Diversity Still Elusive Goal for Law Firms

Once excluded from many careers in the legal profession, members of racial minority groups are now welcome to practice at law firms in Wisconsin, and throughout the nation. But they still represent only a tiny fraction of those practicing at major firms, and more still needs to be done to level the playing field, many believe.

For instance, while there was no dispute among those interviewed for an in-depth article in the Capitol Times that diversity benefits Wisconsin law firms, “no one seemed to know even how many attorneys of color are practicing in Wisconsin,” the Madison newspaper reports, noting that the state bar doesn’t keep such statistics.

“That’s part of the problem. Nobody’s keeping track,” says Lee R. Jones, president of the Wisconsin Association of African-American Lawyers. However, Michelle Behnke, an attorney who made headlines a few years ago when she was elected the first African-American president of the state bar, speculates that one reason why major law firms lack minorities is because many minority law graduates are older students less willing to put up with the difficult demands such firms make on their attorneys.

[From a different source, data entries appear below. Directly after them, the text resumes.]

//! Type-safe sudoku digit representation.

use derive_more::Display;

/// A sudoku digit in the range 1-9.
///
/// Construction is checked, so a `Digit` always holds a valid value and the
/// rest of the crate never needs to revalidate it.
///
/// # Examples
///
/// ```
/// use sudowave_core::Digit;
///
/// let digit = Digit::from_value(7).unwrap();
/// assert_eq!(digit.value(), 7);
/// assert_eq!(digit.to_char(), '7');
///
/// // Out-of-range values are rejected.
/// assert_eq!(Digit::from_value(0), None);
/// assert_eq!(Digit::from_value(10), None);
/// ```
#[derive(Debug, Clone, Copy, PartialEq, Eq, PartialOrd, Ord, Hash, Display)]
#[display("{_0}")]
pub struct Digit(u8);

impl Digit {
    /// Array containing all digits from 1 to 9, in ascending order.
    pub const ALL: [Self; 9] = {
        let mut all = [Self(1); 9];
        let mut i = 0;
        #[expect(clippy::cast_possible_truncation)]
        while i < 9 {
            all[i] = Self(i as u8 + 1);
            i += 1;
        }
        all
    };

    /// Creates a digit from a value in the range 1-9.
    ///
    /// Returns `None` for values outside that range.
    #[must_use]
    pub const fn from_value(value: u8) -> Option<Self> {
        if matches!(value, 1..=9) {
            Some(Self(value))
        } else {
            None
        }
    }

    /// Creates a digit from its character form `'1'`-`'9'`.
    ///
    /// # Examples
    ///
    /// ```
    /// use sudowave_core::Digit;
    ///
    /// assert_eq!(Digit::from_char('3').map(Digit::value), Some(3));
    /// assert_eq!(Digit::from_char('0'), None);
    /// assert_eq!(Digit::from_char(' '), None);
    /// ```
    #[must_use]
    pub fn from_char(c: char) -> Option<Self> {
        c.to_digit(10)
            .and_then(|d| u8::try_from(d).ok())
            .and_then(Self::from_value)
    }

    /// Returns the numeric value of this digit (1-9).
    #[must_use]
    pub const fn value(self) -> u8 {
        self.0
    }

    /// Returns the character form of this digit (`'1'`-`'9'`).
    #[must_use]
    pub const fn to_char(self) -> char {
        (b'0' + self.0) as char
    }

    /// Returns the zero-based bit index used by [`DigitSet`](crate::DigitSet).
    #[must_use]
    pub(crate) const fn bit_index(self) -> u8 {
        self.0 - 1
    }

    pub(crate) const fn from_bit_index(index: u8) -> Self {
        debug_assert!(index < 9);
        Self(index + 1)
    }
}

impl From<Digit> for u8 {
    fn from(digit: Digit) -> u8 {
        digit.value()
    }
}
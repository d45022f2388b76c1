//! # formalgraph
//!
//! The edge primitive of the formalgraph graph library. An [`Edge`] joins two
//! hashable node keys and is undirected, directed, or directed with a weight.
//! Graph containers rely on its equality and hashing to deduplicate edges.
#![warn(missing_docs)]

/// System constants
pub mod constants;

/// Configuration and logging
pub mod core;

/// Graph primitives
pub mod graph;

/// Type definitions and errors
pub mod types;

// Re-export commonly used items
pub use crate::core::{load_config_or_default, Config};
pub use graph::{Edge, Node, OrderedItem};
pub use types::{EdgeError, EdgeResult, ElementCount, Error, Result, ShorthandShape, Weight};

/// Re-exports used by the logging macros
#[doc(hidden)]
pub mod __private {
    pub use tracing;

    #[cfg(target_arch = "wasm32")]
    pub use web_sys;
}

/// Crate version information
pub const VERSION: &str = env!("CARGO_PKG_VERSION");
/// Crate name
pub const NAME: &str = env!("CARGO_PKG_NAME");

/// Install a tracing subscriber configured by `config`.
///
/// `RUST_LOG` takes precedence over the configured level. Fails if a global
/// subscriber is already installed.
#[cfg(not(target_arch = "wasm32"))]
pub fn init(config: &Config) -> Result<()> {
    use tracing_subscriber::EnvFilter;

    config.validate()?;

    let filter = EnvFilter::try_from_default_env()
        .or_else(|_| EnvFilter::try_new(&config.logging.level))
        .map_err(|e| Error::logging(format!("Invalid log filter: {}", e)))?;

    let builder = tracing_subscriber::fmt().with_env_filter(filter);
    let installed = match config.logging.format.as_str() {
        "pretty" => builder.pretty().try_init(),
        "compact" => builder.compact().try_init(),
        _ => builder.try_init(),
    };
    installed.map_err(|e| Error::logging(e.to_string()))?;

    crate::log_info!("Initializing {} v{}", NAME, VERSION);
    Ok(())
}
//! Graph primitives
//!
//! The edge value type, the node capability it is generic over, and the
//! shorthand constructors used by graph containers.

pub mod node;
pub mod edge;
pub mod shorthand;

// Re-export main graph types
pub use node::Node;
pub use edge::Edge;
pub use shorthand::OrderedItem;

That isn’t the only reason, though, why minority attorneys continue to be underrepresented in big firms, compared to their numbers in the profession as a whole, according to a recent surveys. And representatives of a number of major Wisconsin firms acknowledge the issue and are trying to help resolve it, the newspaper reports.

For instance, Foley & Lardner monitors the projects that are assigned to minority attorneys, to make sure they are given an opportunity to demonstrate their talents, says Maureen McGinnity, the firm’s chief diversity partner. “We had assumed that people who do good work would be noticed and that it would result in a successful career. Now we recognize that that works great as long as you have access to the work.”